The outer reinforcement has to retain the space at its inside for allowing the top portions of the inner reinforcement to protrude. In case the front face of the outer reinforcement is flat, therefore, the intermediate portion of the inner reinforcement is protruded toward and joined to the front face of the outer reinforcement. In case the impact is applied from the front to the reinforcement having that structure, however, the top portions may obstruct such a displacement of the skirt plate portions, as follows the displacement of the front face of the outer reinforcement. Therefore, it is advisable to form the concave groove portion extending in the extending direction of the outer reinforcement, in the front face of the outer reinforcement. It is also advisable to join the intermediate portion of the inner reinforcement to the concave groove portion of the outer reinforcement and the outer contact face portions of the inner reinforcement individually to the upper face and the lower face of the outer reinforcement. It is preferable that the outer reinforcement has the concave groove portion formed in the front face and extending in the extending direction of the outer reinforcement, that the intermediate portion of the inner reinforcement is joined in face-to-face contact to the bottom face of the concave groove portion, and that the outer contact face portions of the inner reinforcement are joined individually to the upper face and the lower face of the outer reinforcement.

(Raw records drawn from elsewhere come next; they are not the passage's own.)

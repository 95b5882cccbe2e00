//! Outward channel to the host process.
//!
//! The core never writes to a console for the host's benefit. Persisted
//! events, diagnostics and per-project startup failures travel as
//! [`HostMessage`]s over a bounded channel; the binary serializes them one
//! JSON object per line on stdout.

use std::path::{Path, PathBuf};

use chrono::{DateTime, Utc};
use serde::Serialize;
use tokio::sync::mpsc;

use crate::event::{ChangeEvent, now};

#[derive(Debug, Clone, Copy, PartialEq, Eq, Serialize)]
#[serde(rename_all = "lowercase")]
pub enum DiagnosticLevel {
    Info,
    Warn,
    Error,
}

/// `{source, level, message, timestamp}` record for the host's log view.
#[derive(Debug, Clone, Serialize)]
pub struct DiagnosticRecord {
    pub source: String,
    pub level: DiagnosticLevel,
    pub message: String,
    pub timestamp: DateTime<Utc>,
}

#[derive(Debug, Clone, Serialize)]
#[serde(tag = "kind", rename_all = "snake_case")]
pub enum HostMessage {
    /// A change event that has been durably persisted.
    Change { event: ChangeEvent },
    Log(DiagnosticRecord),
    /// A project could not be watched at all.
    #[serde(rename_all = "camelCase")]
    WatchFailed { project_path: PathBuf, error: String },
}

/// Sending half of the host channel. Cheap to clone.
///
/// Diagnostics use `try_send`: when the host is slow or gone they are
/// dropped and the pipeline carries on. Change events wait for capacity
/// so each persisted event is delivered exactly once while the host listens.
#[derive(Debug, Clone)]
pub struct HostSink {
    tx: Option<mpsc::Sender<HostMessage>>,
}

impl HostSink {
    pub fn channel(capacity: usize) -> (Self, mpsc::Receiver<HostMessage>) {
        let (tx, rx) = mpsc::channel(capacity);
        (Self { tx: Some(tx) }, rx)
    }

    /// A sink with no host attached; every message is discarded.
    pub fn disconnected() -> Self {
        Self { tx: None }
    }

    pub async fn emit_change(&self, event: ChangeEvent) {
        let Some(tx) = &self.tx else { return };
        if tx.send(HostMessage::Change { event }).await.is_err() {
            tracing::debug!("host channel closed; change notification dropped");
        }
    }

    pub fn watch_failed(&self, project_path: &Path, error: impl ToString) {
        self.try_emit(HostMessage::WatchFailed {
            project_path: project_path.to_path_buf(),
            error: error.to_string(),
        });
    }

    pub fn info(&self, source: &str, message: impl Into<String>) {
        let message = message.into();
        tracing::info!(source, "{message}");
        self.log(source, DiagnosticLevel::Info, message);
    }

    pub fn warn(&self, source: &str, message: impl Into<String>) {
        let message = message.into();
        tracing::warn!(source, "{message}");
        self.log(source, DiagnosticLevel::Warn, message);
    }

    pub fn error(&self, source: &str, message: impl Into<String>) {
        let message = message.into();
        tracing::error!(source, "{message}");
        self.log(source, DiagnosticLevel::Error, message);
    }

    fn log(&self, source: &str, level: DiagnosticLevel, message: String) {
        self.try_emit(HostMessage::Log(DiagnosticRecord {
            source: source.to_string(),
            level,
            message,
            timestamp: now(),
        }));
    }

    fn try_emit(&self, message: HostMessage) {
        if let Some(tx) = &self.tx {
            let _ = tx.try_send(message);
        }
    }
}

When the bottom face of the concave groove portion of the outer reinforcement is positioned backward to an extent corresponding to the protrusion of the top portions of the inner reinforcement with respect to the front face, the skirt plate portions of the inner reinforcement or the end portions of the inner skirt plate portions can be joined as they are to the bottom face or the side faces of the groove portion of the outer reinforcement. In case the impact is applied to the reinforcement, therefore, the top portions of the inner reinforcement does not obstruct the displacement of the skirt plate portions, as follows the displacement of the front face of the outer reinforcement. Moreover, the concave groove portion of the outer reinforcement enhances the rigidity of the front face to restrain even the partial deformation occurred. In case the bumper reinforcement receives a partial impact, as exemplified by a pole collision or the like, the front face is deformed over a wide range in the extending direction of the outer reinforcement, thereby to prevent the partial deformation of the front face, that is, to prevent the deterioration of the shock absorbing performance of the bumper reinforcement due to the buckling.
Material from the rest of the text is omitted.